To do. The required output is the exact run of lines below that opens at the line with "#[instrument(skip(photographer_id, state, data))]" and closes at the line with "let request = data.into_inner();".
*** Dataset records
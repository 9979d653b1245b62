use actix_web::{web, HttpResponse, Responder};
use tracing::instrument;

use crate::{
    entities::{
        lightbox::{JumpRequest, KeyRequest, OpenLightboxRequest, SessionId},
        photographer::PhotographerId,
    },
    errors::AppError,
    use_cases::{gallery::SortOrder, lightbox::start_position},
    AppState,
};

/// Opens the lightbox on the grid cell the visitor activated.
///
/// The index refers to the grid in the given sort order, so the client sends
/// back the order it rendered. When the clicked `media_id` is sent, the
/// lightbox opens on that item even if like counts reordered the grid.
#[instrument(skip(photographer_id, state, data))]
pub async fn open_lightbox(
    photographer_id: web::Path<String>,
    state: web::Data<AppState>,
    data: web::Json<OpenLightboxRequest>,
) -> Result<impl Responder, AppError> {
    let id: PhotographerId = photographer_id.parse()?;
    let request = data.into_inner();
    let sort = SortOrder::from_query(request.sort.as_deref())?;

    let items = state.gallery_handler.sorted_media(id, sort).await?;
    let start = start_position(&items, request.index, request.media_id)?;
    let view = state.lightbox_sessions.open(id, items, start)?;

    Ok(HttpResponse::Created().json(view))
}

fn session_id(raw: &str) -> Result<SessionId, AppError> {
    raw.parse()
}

#[instrument(skip(session, state))]
pub async fn next_media(
    session: web::Path<String>,
    state: web::Data<AppState>,
) -> Result<impl Responder, AppError> {
    let view = state.lightbox_sessions.advance(session_id(&session)?)?;
    Ok(HttpResponse::Ok().json(view))
}

#[instrument(skip(session, state))]
pub async fn previous_media(
    session: web::Path<String>,
    state: web::Data<AppState>,
) -> Result<impl Responder, AppError> {
    let view = state.lightbox_sessions.retreat(session_id(&session)?)?;
    Ok(HttpResponse::Ok().json(view))
}

#[instrument(skip(session, state, data))]
pub async fn jump_to_media(
    session: web::Path<String>,
    state: web::Data<AppState>,
    data: web::Json<JumpRequest>,
) -> Result<impl Responder, AppError> {
    let view = state.lightbox_sessions.jump_to(session_id(&session)?, data.index)?;
    Ok(HttpResponse::Ok().json(view))
}

#[instrument(skip(session, state))]
pub async fn refresh_lightbox(
    session: web::Path<String>,
    state: web::Data<AppState>,
) -> Result<impl Responder, AppError> {
    let view = state.lightbox_sessions.refresh(session_id(&session)?)?;
    Ok(HttpResponse::Ok().json(view))
}

#[instrument(skip(session, state, data))]
pub async fn press_key(
    session: web::Path<String>,
    state: web::Data<AppState>,
    data: web::Json<KeyRequest>,
) -> Result<impl Responder, AppError> {
    let outcome = state.lightbox_sessions.handle_key(session_id(&session)?, &data.key)?;
    Ok(HttpResponse::Ok().json(outcome))
}

#[instrument(skip(session, state))]
pub async fn close_lightbox(
    session: web::Path<String>,
    state: web::Data<AppState>,
) -> Result<impl Responder, AppError> {
    let closed = state.lightbox_sessions.close(session_id(&session)?)?;
    Ok(HttpResponse::Ok().json(closed))
}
******
Exercise response.
#[instrument(skip(photographer_id, state, data))]
pub async fn open_lightbox(
    photographer_id: web::Path<String>,
    state: web::Data<AppState>,
    data: web::Json<OpenLightboxRequest>,
) -> Result<impl Responder, AppError> {
    let id: PhotographerId = photographer_id.parse()?;
    let request = data.into_inner();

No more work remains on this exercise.